Era entrado el otoño, y sus contrastes de temperatura se turnaban en animado dueto con sus luces mágicas. El paisaje cerca de casa mutaba, dejando atrás los tiempos secos, calurosos del estío. Ocres, amarillos y anaranjados -cual amigos hace tiempo esperados- suavemente llegaban para acampar junto a nosotros durante unas coloridas semanas. Y como tantos años él, desde su alargada y poderosa silueta, seguía presenciando un nuevo otoño. En el ambiente poco hacía augurar que no disfrutaría del próximo invierno, ni de sus hielos firmes ni de sus reparadores silencios.
Fue un martes, llegaron embutidos en sus trajes de trabajo y con sus herramientas motorizadas. Nos despertó el día con ese sonido característico, desde la cama les oímos y supimos que era su última jornada. El día anterior nos habíamos despedido de él con entrañables canciones, aún así el corazón se apenó.
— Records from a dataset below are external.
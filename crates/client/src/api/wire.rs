//! JSON shapes of the commerce API and their normalization into core records.
//!
//! Products reach the client from several endpoints (search, recommendations,
//! cart fetches) with loosely typed fields: ids arrive as numbers or numeric
//! strings, titles and categories may be missing. Everything is converted to
//! [`Product`] / [`CartLine`] here, and malformed entries are dropped one by
//! one instead of failing the whole payload.

use cartsync_core::{CartLine, CartSnapshot, NetDelta, Price, Product, ProductId, UserId};
use rust_decimal::Decimal;
use serde::{Deserialize, Serialize};
use tracing::{debug, warn};

// =============================================================================
// Response Types
// =============================================================================

/// Product id as sent by the backend.
#[derive(Debug, Clone, Deserialize)]
#[serde(untagged)]
pub enum WireProductId {
    Number(i64),
    Text(String),
}

impl WireProductId {
    fn parse(&self) -> Result<ProductId, String> {
        match self {
            Self::Number(n) => Ok(ProductId::new(*n)),
            Self::Text(s) => s
                .parse::<ProductId>()
                .map_err(|e| format!("invalid product_id {s:?}: {e}")),
        }
    }
}

/// Product fields shared by search, recommendation and cart payloads.
#[derive(Debug, Clone, Deserialize)]
pub struct WireProduct {
    pub product_id: WireProductId,
    #[serde(default)]
    pub title: Option<String>,
    #[serde(default)]
    pub price: Option<Decimal>,
    #[serde(default)]
    pub category: Option<String>,
}

/// One item of a cart fetch.
#[derive(Debug, Clone, Deserialize)]
pub struct WireCartItem {
    pub product_id: WireProductId,
    #[serde(default)]
    pub title: Option<String>,
    #[serde(default)]
    pub price: Option<Decimal>,
    #[serde(default)]
    pub category: Option<String>,
    #[serde(default = "default_quantity")]
    pub quantity: i64,
}

const fn default_quantity() -> i64 {
    1
}

/// Body of `GET /api/cart`.
#[derive(Debug, Clone, Deserialize)]
pub struct CartResponse {
    #[serde(default)]
    pub items: Vec<serde_json::Value>,
    #[serde(default)]
    pub count: Option<u64>,
    #[serde(default)]
    pub total: Option<Decimal>,
}

/// Error body returned with non-2xx statuses.
#[derive(Debug, Clone, Default, Deserialize)]
pub struct ErrorBody {
    #[serde(default)]
    pub error: Option<String>,
    #[serde(default)]
    pub message: Option<String>,
}

impl ErrorBody {
    /// The human-readable message, if the backend provided one.
    #[must_use]
    pub fn into_message(self) -> Option<String> {
        self.error.or(self.message).filter(|m| !m.trim().is_empty())
    }
}

// =============================================================================
// Request Types
// =============================================================================

/// Body of `POST /api/cart/update`.
#[derive(Debug, Serialize)]
pub struct CartDeltaBody<'a> {
    pub user_id: &'a str,
    pub product_id: i64,
    pub quantity: i64,
}

/// One item of `POST /api/cart/batch`.
#[derive(Debug, Serialize)]
pub struct CartBatchItem {
    pub product_id: i64,
    pub quantity: i64,
}

/// Body of `POST /api/cart/batch`.
#[derive(Debug, Serialize)]
pub struct CartBatchBody<'a> {
    pub user_id: &'a str,
    pub items: Vec<CartBatchItem>,
}

impl<'a> CartBatchBody<'a> {
    pub fn new(user_id: &'a UserId, deltas: &[NetDelta]) -> Self {
        Self {
            user_id: user_id.as_str(),
            items: deltas
                .iter()
                .map(|d| CartBatchItem {
                    product_id: d.product_id.as_i64(),
                    quantity: d.quantity,
                })
                .collect(),
        }
    }
}

/// Body of requests that only identify the user (`POST /api/cart/clear`).
#[derive(Debug, Serialize)]
pub struct UserBody<'a> {
    pub user_id: &'a str,
}

// =============================================================================
// Normalization
// =============================================================================

fn normalize_product(
    product_id: &WireProductId,
    title: Option<String>,
    price: Option<Decimal>,
    category: Option<String>,
) -> Result<Product, String> {
    let id = product_id.parse()?;
    let price = price.ok_or_else(|| format!("product {id} has no price"))?;
    if price.is_sign_negative() {
        return Err(format!("product {id} has negative price {price}"));
    }

    Ok(Product {
        id,
        title: title.unwrap_or_default(),
        unit_price: Price::new(price),
        category: category.unwrap_or_default(),
    })
}

impl TryFrom<WireProduct> for Product {
    type Error = String;

    fn try_from(wire: WireProduct) -> Result<Self, Self::Error> {
        normalize_product(&wire.product_id, wire.title, wire.price, wire.category)
    }
}

impl TryFrom<WireCartItem> for CartLine {
    type Error = String;

    fn try_from(wire: WireCartItem) -> Result<Self, Self::Error> {
        let product = normalize_product(&wire.product_id, wire.title, wire.price, wire.category)?;
        let quantity = u32::try_from(wire.quantity)
            .ok()
            .filter(|q| *q > 0)
            .ok_or_else(|| {
                format!(
                    "product {} has out-of-range quantity {}",
                    product.id, wire.quantity
                )
            })?;
        Ok(Self::from_product(&product, quantity))
    }
}

impl CartResponse {
    /// Normalize into a snapshot, dropping malformed or empty lines.
    ///
    /// `count` and `total` fall back to values computed from the kept lines
    /// when the backend omits them.
    #[must_use]
    pub fn into_snapshot(self) -> CartSnapshot {
        let mut lines: Vec<CartLine> = Vec::with_capacity(self.items.len());
        for raw in self.items {
            let line = serde_json::from_value::<WireCartItem>(raw)
                .map_err(|e| e.to_string())
                .and_then(CartLine::try_from);
            match line {
                Ok(line) if lines.iter().any(|l| l.product_id == line.product_id) => {
                    warn!(product_id = %line.product_id, "Duplicate cart line dropped");
                }
                Ok(line) => lines.push(line),
                Err(reason) => warn!(reason = %reason, "Malformed cart line dropped"),
            }
        }

        let count = self
            .count
            .unwrap_or_else(|| lines.iter().map(|l| u64::from(l.quantity)).sum());
        let total = self
            .total
            .map_or_else(|| lines.iter().map(CartLine::line_total).sum(), Price::new);

        CartSnapshot {
            lines,
            count,
            total,
        }
    }
}

/// Extract products from a search or recommendation payload.
///
/// Accepts a bare array, or an object holding arrays under `products`,
/// `items`, `recent` or `similar`. Products are deduplicated by id, keeping
/// the first occurrence.
#[must_use]
pub fn products_from_payload(payload: &serde_json::Value) -> Vec<Product> {
    const LIST_KEYS: &[&str] = &["products", "items", "recent", "similar"];

    let entries: Vec<&serde_json::Value> = match payload {
        serde_json::Value::Array(items) => items.iter().collect(),
        serde_json::Value::Object(map) => LIST_KEYS
            .iter()
            .filter_map(|key| map.get(*key).and_then(serde_json::Value::as_array))
            .flatten()
            .collect(),
        _ => Vec::new(),
    };

    let mut products: Vec<Product> = Vec::with_capacity(entries.len());
    for entry in entries {
        let product = serde_json::from_value::<WireProduct>(entry.clone())
            .map_err(|e| e.to_string())
            .and_then(Product::try_from);
        match product {
            Ok(p) if products.iter().any(|existing| existing.id == p.id) => {}
            Ok(p) => products.push(p),
            Err(reason) => debug!(reason = %reason, "Skipping malformed product"),
        }
    }
    products
}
La decisión estaba ya tomada, mas lo inevitable del hecho no restaba un ápice de intensidad a la pérdida.. mañana ya no volvería a contemplarnos cuando el amado sol derramara sus luces a través de la ventana de nuestra sala de estar. La bola facetada que cuelga junto a la ventana no podría hacerle más guiños chispeantes, sabiendo que él estaría allí, fiel cada día, para conversar con ella.
Y tampoco las pizpiretas ardillas le tendrían como oasis en medio de las estériles construcciones humanas, mirador poderoso al tiempo que despensa abundante. Las aves no posarían su cuerpo unos instantes para descansar y tomar fuerzas antes de reemprender su vuelo.. y nosotros tampoco volveríamos a sentir su compañía sólida, recia, que tanta seguridad transmitía a nuestras espaldas.
Comenzó su último viaje, en decrecimiento acelerado por los certeros tajos de metal que fueron segando su cuerpo, acercándolo a la Madre, hasta hacerle besar el suelo, ya cerca del atardecer. Al menos, sus verdugos fueron limpios, y en su trabajo ordenado, eficaz, percibimos un deje de familia, un algo antiguo que no se regodeaba en la tragedia.
Se verbalizó lo bueno de poder aprovechar tanta madera para leña con la que caldear el hogar. Y las fotos tomadas, quien sabe si por una infantil emoción que desasosegaba el alma, dieron una nota de contrapunto, como queriendo aligerar la canción afilada de la muerte.
Más que nunca, Samhain se anunció total y cercana. No despedíamos una persona, mas si alguien conocido y apreciado. El martes tras atardecer aún seguía Julio mi vecino removiendo con el azadón, preparaba con esmero la tierra para la futura huerta junto al gran tocón. Ayer pasamos el día entero en Madrid y no subí a posar mi mirada en su huella. Hoy en la mañana al subir la persiana de la ventana, la bola facetada me preguntó por Él, y no supe que contestarla: la sentí triste. El vacío que contemplaba delante era evidente, sin embargo había vida, se respiraba la luz del día.
Por la tarde, retomé pandero e inciensos, utensilios de brujo que diría mi amigo Amadou y subí a cantarle suavemente. Con sereno dolor, mientras encendía copalito y palo santo, recordé su viaje y agradecí lo mucho que nos había dado. Sentí lo valioso de la experiencia que me contaba de nuevo que la muerte es la mitad de la vida, y qué tremendo regalo poder estar contemplándolo..
Anochece, hoy hace frío, y en unas horas se descorrerá el velo para dejar abierta la puerta del averno, y podremos escucharles, recibir sus consejos sabios, ah..Padre, abuelos.. Y mientras tanto, como uno más, el Abuelo Pino sigue su último viaje, quiero pensar hacia las estrellas, a encontrarse con sus familiares. Nos deja atrás su cuerpo leñoso cual hijos numerosos y sus sangre trementinada, mezclándose con la tierra. Esa Tierra sagrada que es nuestra amorosa Madre, más aún en los días oscuros y las noches largas que han vuelto para quedarse. Estamos en Samhain!